Forest School is a type of outdoor education in which children visit forests and woodlands in order to learn personal, social and technical skills.
At Clifton College, we have a large site at Beggar’s Bush that incorporates a large forest area and a meadow area where the children can work, plan, investigate and learn.
Forest School uses the woods and forests as a means to build independence and self-esteem in children and young adults. Topics are cross-curriculum, broad in subject, and include the natural environment.

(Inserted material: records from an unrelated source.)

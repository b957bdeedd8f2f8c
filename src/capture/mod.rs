pub mod session;

pub use session::RecordingSession;
impl PlaybackEngine {
    pub fn new(registry: UnitRegistry, config: PlaybackConfig) -> Self {
        let loader = StreamLoader::new();
        let shared = Arc::new(Shared {
            session: RwLock::new(Session::default()),
            playing: AtomicBool::new(false),
            paused: AtomicBool::new(false),
            loading: loader.busy_flag(),
            current_tick: AtomicU32::new(0),
            resync: AtomicBool::new(false),
        });
        let (reports_tx, reports_rx) = flume::unbounded();
        let playback_rate = sanitize_rate(config.playback_rate);

        Self {
            shared,
            registry,
            config,
            loader,
            pending_load: None,
            timer: None,
            reports_tx,
            reports_rx,
            events: Vec::new(),
            playback_rate,
        }
    }

    pub fn config(&self) -> &PlaybackConfig {
        &self.config
    }

    pub fn registry(&self) -> &UnitRegistry {
        &self.registry
    }

    /// Changes take effect on the next load or [`PlaybackEngine::rebind`]
    pub fn registry_mut(&mut self) -> &mut UnitRegistry {
        &mut self.registry
    }

    // ---- loading ----

    /// Replace the loaded streams with the decoded contents of `buffers`.
    ///
    /// Decoding runs on a background worker which also rebuilds the binding
    /// table. Completion is reported by [`PlaybackEngine::update`] or awaited
    /// with [`PlaybackEngine::finish_loading`]. Refused while a load is running.
    pub fn load_streams(&mut self, buffers: Vec<NamedBuffer>) -> Result<()> {
        self.poll_load();

        let shared = Arc::clone(&self.shared);
        let registry = self.registry.clone();
        let default_stream = self.config.default_stream;

        let task = self.loader.load_all(buffers, move |report| {
            let playing = shared.playing.load(Ordering::SeqCst);
            let mut session = shared.session.write();
            session.replace_streams(report.streams.clone(), &registry, default_stream, playing);
            shared.resync.store(true, Ordering::SeqCst);
        })?;

        self.pending_load = Some(task);
        Ok(())
    }

    /// Wait for the running load, if any. Returns false when nothing was loading.
    pub async fn finish_loading(&mut self) -> bool {
        let Some(task) = self.pending_load.take() else {
            return false;
        };
        let report = task.finish().await;
        self.complete_load(report);
        true
    }

    /// Blocking variant of [`PlaybackEngine::finish_loading`]; not for use
    /// inside an async runtime
    pub fn finish_loading_blocking(&mut self) -> bool {
        let Some(task) = self.pending_load.take() else {
            return false;
        };
        let report = task.finish_blocking();
        self.complete_load(report);
        true
    }

    pub fn is_loading(&self) -> bool {
        self.shared.loading.load(Ordering::SeqCst)
    }

    fn poll_load(&mut self) {
        let Some(task) = self.pending_load.as_mut() else {
            return;
        };
        if let Some(report) = task.try_finish() {
            self.pending_load = None;
            self.complete_load(report);
        }
    }

    fn complete_load(&mut self, report: LoadReport) {
        let failed: Vec<String> = report.failed.iter().map(|f| f.name.clone()).collect();
        info!(
            "Loaded {} recording files, {} failed",
            report.streams.len(),
            failed.len()
        );
        self.events.push(PlaybackEvent::LoadFinished {
            loaded: report.streams.len(),
            failed,
        });
        self.push_active_stream_event();
    }

    fn push_active_stream_event(&mut self) {
        let session = self.shared.session.read();
        if let Some(stream) = session.active_stream() {
            self.events.push(PlaybackEvent::ActiveStreamChanged {
                index: session.active,
                frame_rate: stream.frame_rate,
                frame_count: stream.frame_count,
            });
        }
    }

    /// Bind the loaded streams against the current registry, attaching units
    /// registered since the last load
    pub fn rebind(&mut self) -> Result<RebuildReport> {
        self.poll_load();
        if self.is_loading() {
            info!("Files are currently changing, binding unchanged");
            return Err(ReplayError::LoadInProgress);
        }

        let playing = self.timer.is_some();
        let report = {
            let mut session = self.shared.session.write();
            let report = session.rebind(&self.registry, playing);
            let active = session.active;
            session.activate(active);
            report
        };

        if let Some(timer) = &self.timer {
            let _ = timer.commands.send(ClockCommand::Resync);
        }
        Ok(report)
    }

    // ---- control ----

    /// Switch the stream being played back. Out-of-range indices are clamped.
    pub fn set_active_stream(&mut self, index: usize) -> Result<usize> {
        self.poll_load();
        if self.is_loading() {
            info!("Files are currently changing, active stream unchanged");
            return Err(ReplayError::LoadInProgress);
        }

        let active = self
            .shared
            .session
            .write()
            .activate(index)
            .ok_or(ReplayError::NoStreamsLoaded)?;

        debug!("Active stream is now {}", active);
        self.push_active_stream_event();
        if let Some(timer) = &self.timer {
            let _ = timer.commands.send(ClockCommand::Resync);
        }
        Ok(active)
    }

    /// Start playback from tick 0.
    ///
    /// Tick 0 is dispatched and applied here, before the timing thread starts,
    /// so every unit shows the first recorded state immediately.
    pub fn start_playing(&mut self) -> Result<()> {
        self.poll_load();
        if self.is_loading() {
            error!("Cannot start playback while files are loading");
            return Err(ReplayError::LoadInProgress);
        }
        if self.timer.is_some() {
            debug!("Playback already running");
            return Ok(());
        }

        let (frame_rate, frame_count, initial) = {
            let session = self.shared.session.read();
            let Some(stream) = session.active_stream() else {
                error!("No files to play");
                return Err(ReplayError::NoStreamsLoaded);
            };

            for binder in session.table.binders() {
                if let Some(unit) = &binder.unit {
                    unit.start_playing();
                }
            }
            let initial = dispatch_tick(
                &session.table,
                TickStep {
                    tick: 0,
                    discontinuity: true,
                },
            );
            (stream.frame_rate, stream.frame_count, initial)
        };

        self.shared.current_tick.store(0, Ordering::SeqCst);
        self.shared.resync.store(false, Ordering::SeqCst);
        self.shared.paused.store(false, Ordering::SeqCst);
        self.shared.playing.store(true, Ordering::SeqCst);
        self.apply_reports(vec![TimerReport::Tick(initial)]);

        let mut clock = PlaybackClock::new(frame_rate, frame_count)
            .with_scrub_wait(self.config.scrub_wait_secs)
            .with_looping(self.config.loop_playback);
        clock.set_rate(self.playback_rate);

        let (commands, command_rx) = flume::unbounded();
        let shared = Arc::clone(&self.shared);
        let reports = self.reports_tx.clone();
        let idle = Duration::from_millis(self.config.idle_sleep_ms);

        let spawned = std::thread::Builder::new()
            .name("playback-timer".to_string())
            .spawn(move || run_timer(shared, clock, idle, command_rx, reports));

        match spawned {
            Ok(thread) => {
                self.timer = Some(Timer { thread, commands });
                info!("Playback started at {} fps", frame_rate);
                Ok(())
            }
            Err(e) => {
                self.shared.playing.store(false, Ordering::SeqCst);
                error!("Failed to spawn timing thread: {}", e);
                Err(e.into())
            }
        }
    }

    /// Start playback when stopped, otherwise flip the pause state.
    /// Returns true when playback is not advancing afterwards.
    pub fn toggle_pause(&mut self) -> bool {
        if self.timer.is_none() {
            return match self.start_playing() {
                Ok(()) => false,
                Err(e) => {
                    error!("Unable to start playback: {}", e);
                    true
                }
            };
        }

        let paused = !self.shared.paused.load(Ordering::SeqCst);
        self.shared.paused.store(paused, Ordering::SeqCst);
        info!("Playback {}", if paused { "paused" } else { "resumed" });
        paused
    }

    /// Request a jump to `tick` once the scrub window passes without another
    /// request. Returns the (clamped) target, or `None` when not playing.
    pub fn scrub_to(&mut self, tick: Tick) -> Option<Tick> {
        let Some(timer) = &self.timer else {
            warn!("Scrub to tick {} ignored, playback is not running", tick);
            return None;
        };

        let end = self
            .shared
            .session
            .read()
            .active_stream()
            .map_or(0, |s| s.frame_count);
        let target = if tick > end {
            warn!("Scrub target {} is past the last tick {}, clamped", tick, end);
            end
        } else {
            tick
        };

        if timer.commands.send(ClockCommand::Scrub(target)).is_err() {
            warn!("Timing thread is gone, scrub dropped");
            return None;
        }
        Some(target)
    }

    pub fn set_playback_rate(&mut self, rate: f64) {
        self.playback_rate = sanitize_rate(rate);
        if let Some(timer) = &self.timer {
            let _ = timer.commands.send(ClockCommand::SetRate(self.playback_rate));
        }
    }

    /// Stop the timing thread and deliver whatever it reported before exiting
    pub fn stop(&mut self) {
        self.shared.playing.store(false, Ordering::SeqCst);
        self.shared.paused.store(false, Ordering::SeqCst);

        if let Some(timer) = self.timer.take() {
            drop(timer.commands);
            if timer.thread.join().is_err() {
                error!("Timing thread panicked");
            }
            info!("Playback stopped at tick {}", self.current_tick());
        }
        self.drain_reports();
    }

    /// Control-thread pass: collect a finished load, apply queued activation
    /// changes and return pending events. Call once per frame.
    pub fn update(&mut self) -> Vec<PlaybackEvent> {
        self.poll_load();

        let timer_died = self
            .timer
            .as_ref()
            .is_some_and(|t| t.thread.is_finished() && self.shared.playing.load(Ordering::SeqCst));
        if timer_died {
            error!("Timing thread exited unexpectedly, stopping playback");
            self.stop();
        }

        self.drain_reports();
        std::mem::take(&mut self.events)
    }

    fn drain_reports(&mut self) {
        let reports: Vec<TimerReport> = self.reports_rx.try_iter().collect();
        if !reports.is_empty() {
            self.apply_reports(reports);
        }
    }

    /// Turn reports into events and apply status changes, one per unit
    fn apply_reports(&mut self, reports: Vec<TimerReport>) {
        let mut pending: Vec<StatusChange> = Vec::new();
        let mut slots: HashMap<EntityKey, usize> = HashMap::new();

        for report in reports {
            match report {
                TimerReport::Tick(tick) => {
                    for unit in tick.messages {
                        for message in &unit.messages {
                            debug!("{} @ {}: {}", unit.key, tick.tick, message);
                        }
                        self.events.push(PlaybackEvent::PlayMessages {
                            key: unit.key,
                            messages: unit.messages,
                        });
                    }
                    for change in tick.status {
                        match slots.entry(change.key.clone()) {
                            Entry::Occupied(slot) => pending[*slot.get()] = change,
                            Entry::Vacant(slot) => {
                                slot.insert(pending.len());
                                pending.push(change);
                            }
                        }
                    }
                }
                TimerReport::ReachedEnd(tick) => {
                    info!("Reached the end of the stream at tick {}", tick);
                    self.events.push(PlaybackEvent::ReachedEnd { tick });
                }
            }
        }

        for change in pending {
            change.unit.set_active(change.active);
        }
    }

    // ---- queries ----

    pub fn state(&self) -> PlaybackState {
        if !self.shared.playing.load(Ordering::SeqCst) {
            PlaybackState::Stopped
        } else if self.shared.paused.load(Ordering::SeqCst) {
            PlaybackState::Paused
        } else {
            PlaybackState::Playing
        }
    }

    pub fn is_playing(&self) -> bool {
        self.state() == PlaybackState::Playing
    }

    pub fn current_tick(&self) -> Tick {
        self.shared.current_tick.load(Ordering::SeqCst)
    }

    /// Current position in seconds of the active stream
    pub fn current_time(&self) -> f64 {
        let session = self.shared.session.read();
        session
            .active_stream()
            .map_or(0.0, |s| self.current_tick() as f64 / s.frame_rate as f64)
    }

    pub fn playback_rate(&self) -> f64 {
        self.playback_rate
    }

    pub fn active_stream(&self) -> Option<usize> {
        let session = self.shared.session.read();
        session.active_stream().map(|_| session.active)
    }

    pub fn stream_count(&self) -> usize {
        self.shared.session.read().streams.len()
    }

    pub fn streams(&self) -> Vec<Arc<RecordingStream>> {
        self.shared.session.read().streams.clone()
    }

    pub fn binders(&self) -> Vec<BinderInfo> {
        self.shared.session.read().table.info()
    }
}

Examples include:
- The role of trees in society
- The complex ecosystem supported by a wilderness
- Recognition of specific plants and animals
This is in addition to valuable personal skills, such as teamwork and problem solving.
Rules of Forest School
We have special rules at Forest School to keep us safe:
- We listen to all the grown-ups, especially our Forest School Leader
- We stay within the boundary rope line
- We move carefully in the forest using our feet, eyes and ears to watch, feel and hear where we are going
- We do not throw or swing objects around in the forest
- We are always careful with sticks; if we pick them up, we drag them carefully behind us
- We look after things; we never pick growing plants
- We always show things we have found to the grown-ups
- We wash and wipe our hands before eating and never put our hands in our mouth
- We never eat anything from the forest
- We put things back carefully in the forest before we leave.